Department of Immunology, Genetics & Pathology, Uppsala University, Uppsala, Sweden.
Department of Surgical Sciences, Uppsala University, Uppsala, Sweden.
Cancer Res. 2018 Sep 1;78(17):5084-5093. doi: 10.1158/0008-5472.CAN-18-0440. Epub 2018 Jul 19.
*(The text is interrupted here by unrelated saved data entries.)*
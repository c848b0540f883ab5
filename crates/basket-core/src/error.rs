//! Domain and port error types.

use thiserror::Error;

use crate::basket::{BasketId, ProductId};

/// Machine-readable code for unexpected or infrastructure-level failures.
pub const PROCESSING_ERR_CODE: u32 = 10_000;
/// Machine-readable code for request bodies that could not be parsed.
pub const BODY_PARSER_ERR_CODE: u32 = 10_001;
/// Machine-readable code for request validation failures.
pub const VALIDATION_ERR_CODE: u32 = 10_002;
/// Machine-readable code for a missing (or foreign) basket.
pub const BASKET_NOT_FOUND_ERR_CODE: u32 = 10_100;
/// Machine-readable code for a stock availability rejection.
pub const PRODUCT_NOT_HAS_ENOUGH_STOCK_ERR_CODE: u32 = 10_101;
/// Machine-readable code for a failed reservation that could not be undone.
pub const RECONCILIATION_ERR_CODE: u32 = 10_102;

/// Top-level domain error type returned by every basket operation.
#[derive(Debug, Error)]
pub enum DomainError {
    /// The basket does not exist, could not be loaded, or belongs to
    /// another user.
    #[error("basket not found: {0}")]
    BasketNotFound(BasketId),

    /// The stock service reported the product unavailable in the requested
    /// quantity.
    #[error("product {product_id} does not have enough stock for quantity {quantity}")]
    ProductNotHasEnoughStock {
        /// The rejected product.
        product_id: ProductId,
        /// The requested quantity.
        quantity: i32,
    },

    /// Catch-all for persistence failures, remote-dependency failures, and
    /// unexpected states.
    #[error("processing error: {0}")]
    Processing(String),

    /// A request failed validation before reaching the domain.
    #[error("validation error: {0}")]
    Validation(String),

    /// A stock reservation failed after the line was written and the
    /// compensating removal failed as well; basket and stock now disagree.
    #[error(
        "reservation for product {product_id} failed and line {line_id} could not be removed from basket {basket_id}"
    )]
    Reconciliation {
        /// The basket left holding the orphaned line.
        basket_id: BasketId,
        /// The orphaned line.
        line_id: i64,
        /// The product whose reservation failed.
        product_id: ProductId,
    },
}

impl DomainError {
    /// Stable numeric code exposed to clients.
    #[must_use]
    pub const fn code(&self) -> u32 {
        match self {
            Self::BasketNotFound(_) => BASKET_NOT_FOUND_ERR_CODE,
            Self::ProductNotHasEnoughStock { .. } => PRODUCT_NOT_HAS_ENOUGH_STOCK_ERR_CODE,
            Self::Processing(_) => PROCESSING_ERR_CODE,
            Self::Validation(_) => VALIDATION_ERR_CODE,
            Self::Reconciliation { .. } => RECONCILIATION_ERR_CODE,
        }
    }

    /// Snake-case error kind exposed to clients.
    #[must_use]
    pub const fn kind(&self) -> &'static str {
        match self {
            Self::BasketNotFound(_) => "basket_not_found",
            Self::ProductNotHasEnoughStock { .. } => "product_not_has_enough_stock",
            Self::Processing(_) => "processing_error",
            Self::Validation(_) => "validation_error",
            Self::Reconciliation { .. } => "reconciliation_error",
        }
    }

    /// Human-readable message safe to show to clients. Processing details
    /// stay in the logs.
    #[must_use]
    pub fn public_message(&self) -> String {
        match self {
            Self::BasketNotFound(_) => "basket not found".to_owned(),
            Self::ProductNotHasEnoughStock { .. } => "Product not has enough stock.".to_owned(),
            Self::Processing(_) => "An error occurred while processing the request.".to_owned(),
            Self::Validation(message) => message.clone(),
            Self::Reconciliation { .. } => self.to_string(),
        }
    }
}

/// Errors raised by a `BasketRepository` implementation.
#[derive(Debug, Error)]
pub enum RepositoryError {
    /// A write or read that was expected to yield a row yielded none.
    #[error("no rows in result set")]
    NoRows,

    /// Any other storage failure.
    #[error("storage error: {0}")]
    Storage(String),
}

/// Errors raised by the product and stock service clients.
#[derive(Debug, Error)]
pub enum RemoteError {
    /// The request never produced a response (connect, timeout, ...).
    #[error("transport error: {0}")]
    Transport(String),

    /// The remote answered with a non-success status.
    #[error("remote responded with status {status}: {message}")]
    Status {
        /// HTTP status code.
        status: u16,
        /// Remote machine-readable error code, when the body carried one.
        code: Option<u32>,
        /// Remote error message, or the status reason.
        message: String,
    },

    /// The response body did not match the expected shape.
    #[error("could not decode response: {0}")]
    Decode(String),
}
//! Basket Store: `PostgreSQL` persistence for baskets and their lines.

pub mod pg_basket_repository;
pub mod schema;

pub use pg_basket_repository::PgBasketRepository;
Radiotherapy amplifies p53 expression in cancer cells with wild-type (wt) p53. Blocking the negative regulators MDM2 and MDMX stabilizes p53 and may therefore potentiate radiotherapy outcomes. In this study, we investigate the efficacy of the novel anti-MDM2/X stapled peptide PM2 alone and in combination with external gamma radiation and PM2 therapy combined with radiotherapy elicited synergistic therapeutic effects compared with monotherapy in cells with wt p53 in both and assays, whereas these effects did not manifest in p53 cells. Biodistribution and autoradiography of I-PM2 revealed high and retained uptake homogenously distributed throughout the tumor. In mice carrying wt p53 tumors, PM2 combined with radiotherapy significantly prolonged the median survival by 50%, whereas effects of PM2 therapy on mutant and p53 tumors were negligible. PM2-dependent stabilization of p53 was confirmed with immunohistochemistry. These data demonstrate the potential of the stapled peptide PM2 as a radiotherapy potentiator and suggest that clinical application of PM2 with radiotherapy in wt p53 cancers might improve tumor control. These findings contribute advances to cancer radiotherapy by using novel p53-reactivating stapled peptides as radiosensitizers in wild-type p53 cancers. .
放射治疗可增强野生型(wt)p53 癌细胞中的 p53 表达。抑制负调节因子 MDM2 和 MDMX 可稳定 p53,从而可能增强放射治疗效果。在这项研究中,我们研究了新型抗 MDM2/X 肽 PM2 单独使用以及与外部伽马辐射联合使用的效果。与单独治疗相比,PM2 联合放射治疗在具有 wt p53 的细胞中产生了协同治疗效果,而在 p53 细胞中则没有这些效果。I-PM2 的生物分布和放射自显影显示,高摄取均匀分布在整个肿瘤中,并保持摄取。在携带 wt p53 肿瘤的小鼠中,PM2 联合放射治疗使中位生存期显著延长了 50%,而 PM2 治疗对突变型和 p53 细胞的肿瘤几乎没有影响。通过免疫组化证实了 PM2 依赖性 p53 稳定。这些数据表明,作为放射治疗增强剂,肽 PM2 具有潜力,并提示在 wt p53 癌症中使用 PM2 联合放射治疗可能会改善肿瘤控制。这些发现通过使用新型 p53 激活肽作为放射增敏剂在野生型 p53 癌症中为癌症放射治疗带来了进步。